Re-invading the Middle East is back on the table for America in the wake of the San Bernardino terrorist attack. A new CNN poll shows that, for the first time, a majority of Americans want to send ground troops to fight ISIS. Of course, this comes during this super-heated presidential election, and about seven in 10 Republicans polled favored ground troops, while just 36 percent of Democrats did.
Still, these sentiments have a way of trickling up, and the fires will only be stoked more as candidates try to out-tough each other. Already they are debating whether banning an entire religion or carpet-bombing the Middle East would be best. We need to fight this war carefully, as another challenge to world peace — not as some kind of prelude to "end times."

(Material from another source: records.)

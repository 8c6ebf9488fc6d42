//! Prometheus metrics exporter for Redash.
//!
//! This crate polls the Redash `/status.json` endpoint and exposes its
//! counters via an HTTP `/metrics` endpoint.
//!
//! # Architecture
//!
//! ```text
//! ┌─────────────────┐     ┌─────────────────┐     ┌─────────────────┐
//! │     Redash      │────>│    PollLoop     │────>│ MetricRegistry  │
//! │ (/status.json)  │     │ (fetch + map)   │     │   (/metrics)    │
//! └─────────────────┘     └─────────────────┘     └─────────────────┘
//! ```
//!
//! # Usage
//!
//! ```bash
//! REDASH_API_KEY=... redash-exporter --redash-host redash.internal
//! ```
//!
//! # Configuration
//!
//! See [`config::ExporterConfig`] for configuration options.

pub mod config;
pub mod http;
pub mod mapping;
pub mod poller;
pub mod registry;
pub mod status;

pub use config::{ConfigError, ExporterConfig, LogFormat, LoggingConfig};
pub use http::HttpServer;
pub use mapping::{MetricSampleSet, map_status};
pub use poller::{PollLoop, PollStats};
pub use registry::{MetricRegistry, RegistryError, SharedRegistry};
pub use status::{FetchError, StatusFetcher, StatusRecord, StatusSource};

/// Initialize tracing with the given configuration.
///
/// `RUST_LOG` takes precedence over the configured level.
pub fn init_tracing(config: &LoggingConfig) -> Result<(), ConfigError> {
    use tracing_subscriber::{EnvFilter, fmt, prelude::*};

    let filter =
        EnvFilter::try_from_default_env().unwrap_or_else(|_| EnvFilter::new(&config.level));

    match config.format {
        LogFormat::Text => {
            tracing_subscriber::registry()
                .with(fmt::layer())
                .with(filter)
                .try_init()
                .map_err(|e| ConfigError::Logging(e.to_string()))?;
        }
        LogFormat::Json => {
            tracing_subscriber::registry()
                .with(fmt::layer().json())
                .with(filter)
                .try_init()
                .map_err(|e| ConfigError::Logging(e.to_string()))?;
        }
    }

    Ok(())
}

And it is war. Terrorists have declared war on Western civilization, including France, Russia, the UK, Israel and all nations that treasure peace. But it's not our grandparents' war. Here in the week of the anniversary of Pearl Harbor, it's clear how much things have changed. Our enemies today won't take on our military, because they will lose. Instead, they murder innocents to sow fear and overreaction. They would love to draw America into a quagmire — they don't care how many people they lose, as they don't value human life. It's about twisted ideology and power — the same stuff that has driven all of history's most dangerous villains.
At our military academies, we teach every generation how not to fall into the trap of refighting the last war. And our last war was the invasion of Iraq, fought to make the Middle East safe for something closer to democracy. Mistakes were made, and we have to learn from them. Another lesson: We have to win the peace that comes after the fight, relying on wisdom and generosity to guide us.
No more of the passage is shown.